We klapten de wagen uit, zetten de baby erin, pakten alle tassen met luiers, natte doekjes, koekjes, flessen en appelmoes in drinkvorm en gingen naar binnen. Eerst moest de baby worden verschoond. Toen konden we beginnen. Ik moest gordijnstof, de vriend een kinderstoeltje.
‘Dan kunnen we alle banken en eettafels overslaan en binnendoor,’ zei ik.
De baby zei: ‘Hammammmam.’
We vergaten binnendoor te gaan en liepen heel Ikea door. Bij de keukens pikten we een hond op voor de baby, die we bij de badkamers weer verloren. Wat we zochten bevond zich beneden. Maar eerst moest de baby een fles. We gingen op zoek naar warm water, moesten daarvoor in de rij voor de kassa van het restaurant, rekenden twee thee af, en liepen naar een automaat waar warm water uitkwam. Daarmee vulden we de fles. Er stond ook een automaat voor softijs, waar we heel veel muntstukken in gooiden, die stuk voor stuk werden teruggeworpen. Ik had niet bijzonder veel zin gehad in softijs, maar toen had ik het opeens wel.

We kwamen bij de stoffen. Geen van de stoffen wilde ik als gordijn. We waren de kinderstoeltjes inmiddels voorbij, en hadden geen zin om terug te gaan.
In de koopjeshoek stond een strandstoel. ‘Ik neem hem,’ zei ik.
‘Weet je wel zeker dat je hem gaat gebruiken?’ zei de vriend.
‘Hmmm,’ zei de baby.
Toen we hadden afgerekend gingen we naar het Zweedse winkeltje waar we alles lekker en bijzonder vonden, maar we alleen knäckebröd kochten. We zaten al bijna weer in de auto toen ik iets besefte.

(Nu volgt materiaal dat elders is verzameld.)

//! Tests for configuration validation.
//!
//! These tests verify the validation functions used before a filter pass:
//! - Chunk size and thread count bounds
//! - Duplicate builder parameters
//! - Error messages
//!
//! ## Test Organization
//!
//! 1. **Parameter Validation** - Chunk size, threads
//! 2. **Builder Validation** - Errors surfaced by `build()`
//! 3. **Error Messages** - Proper error reporting

use primes::internals::engine::validator::Validator;
use primes::prelude::*;

// ============================================================================
// Parameter Validation Tests
// ============================================================================

/// Test validation rejects a zero chunk size.
#[test]
fn test_validate_chunk_size() {
    assert_eq!(
        Validator::validate_chunk_size(0),
        Err(PrimesError::InvalidChunkSize(0))
    );
    assert!(Validator::validate_chunk_size(1).is_ok());
    assert!(Validator::validate_chunk_size(usize::MAX).is_ok());
}

/// Test validation rejects zero threads.
#[test]
fn test_validate_threads() {
    assert_eq!(
        Validator::validate_threads(0),
        Err(PrimesError::InvalidThreads(0))
    );
    assert!(Validator::validate_threads(4).is_ok());
}

/// Test duplicate detection.
#[test]
fn test_validate_no_duplicates() {
    assert!(Validator::validate_no_duplicates(None).is_ok());
    assert_eq!(
        Validator::validate_no_duplicates(Some("threads")),
        Err(PrimesError::DuplicateParameter {
            parameter: "threads"
        })
    );
}

// ============================================================================
// Builder Validation Tests
// ============================================================================

/// Test that `build()` reports invalid parameters.
#[test]
fn test_build_rejects_invalid_parameters() {
    let res = Primes::<u32>::new().threads(0).adapter(Batch).build();
    assert!(matches!(res, Err(PrimesError::InvalidThreads(0))));

    let res = Primes::<u32>::new().chunk_size(0).adapter(Batch).build();
    assert!(matches!(res, Err(PrimesError::InvalidChunkSize(0))));
}

/// Test that `build()` reports parameters set twice.
#[test]
fn test_build_rejects_duplicates() {
    let res = Primes::<u32>::new()
        .chunk_size(16)
        .chunk_size(32)
        .adapter(Batch)
        .build();

    assert!(matches!(
        res,
        Err(PrimesError::DuplicateParameter {
            parameter: "chunk_size"
        })
    ));
}

/// Test that adapter-level setters may override freely.
#[test]
fn test_adapter_setters_do_not_flag_duplicates() {
    let res = Primes::<u32>::new()
        .adapter(Batch)
        .chunk_size(16)
        .chunk_size(32)
        .build();

    assert!(res.is_ok());
}

// ============================================================================
// Error Message Tests
// ============================================================================

/// Test error messages carry the offending value.
#[test]
fn test_error_messages() {
    assert_eq!(
        PrimesError::InvalidChunkSize(0).to_string(),
        "Invalid chunk_size: 0 (must be at least 1)"
    );
    assert_eq!(
        PrimesError::InvalidThreads(0).to_string(),
        "Invalid threads: 0 (must be at least 1)"
    );
    assert!(PrimesError::ThreadPool("no threads".into())
        .to_string()
        .contains("no threads"));
}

‘Mijn stoel!’ Ik liep terug naar binnen, waar mijn strandstoel nog tegen de kassa aan stond.

We klapten de kinderwagen in, maakten de baby vast in haar stoeltje en verdeelden de spullen over de tassen. ‘Het knäckebröd,’ zei ik, ‘heb jij dat?’
Hij had het niet. We doorzochten alle tassen, maar geen knäckebröd.
‘Hoe kan dat nou?’ zei ik. ‘Hebben we dat dan gewoon laten liggen? Ik kan me er niks van herinneren.’
‘Welcome to my world,’ zei de vriend.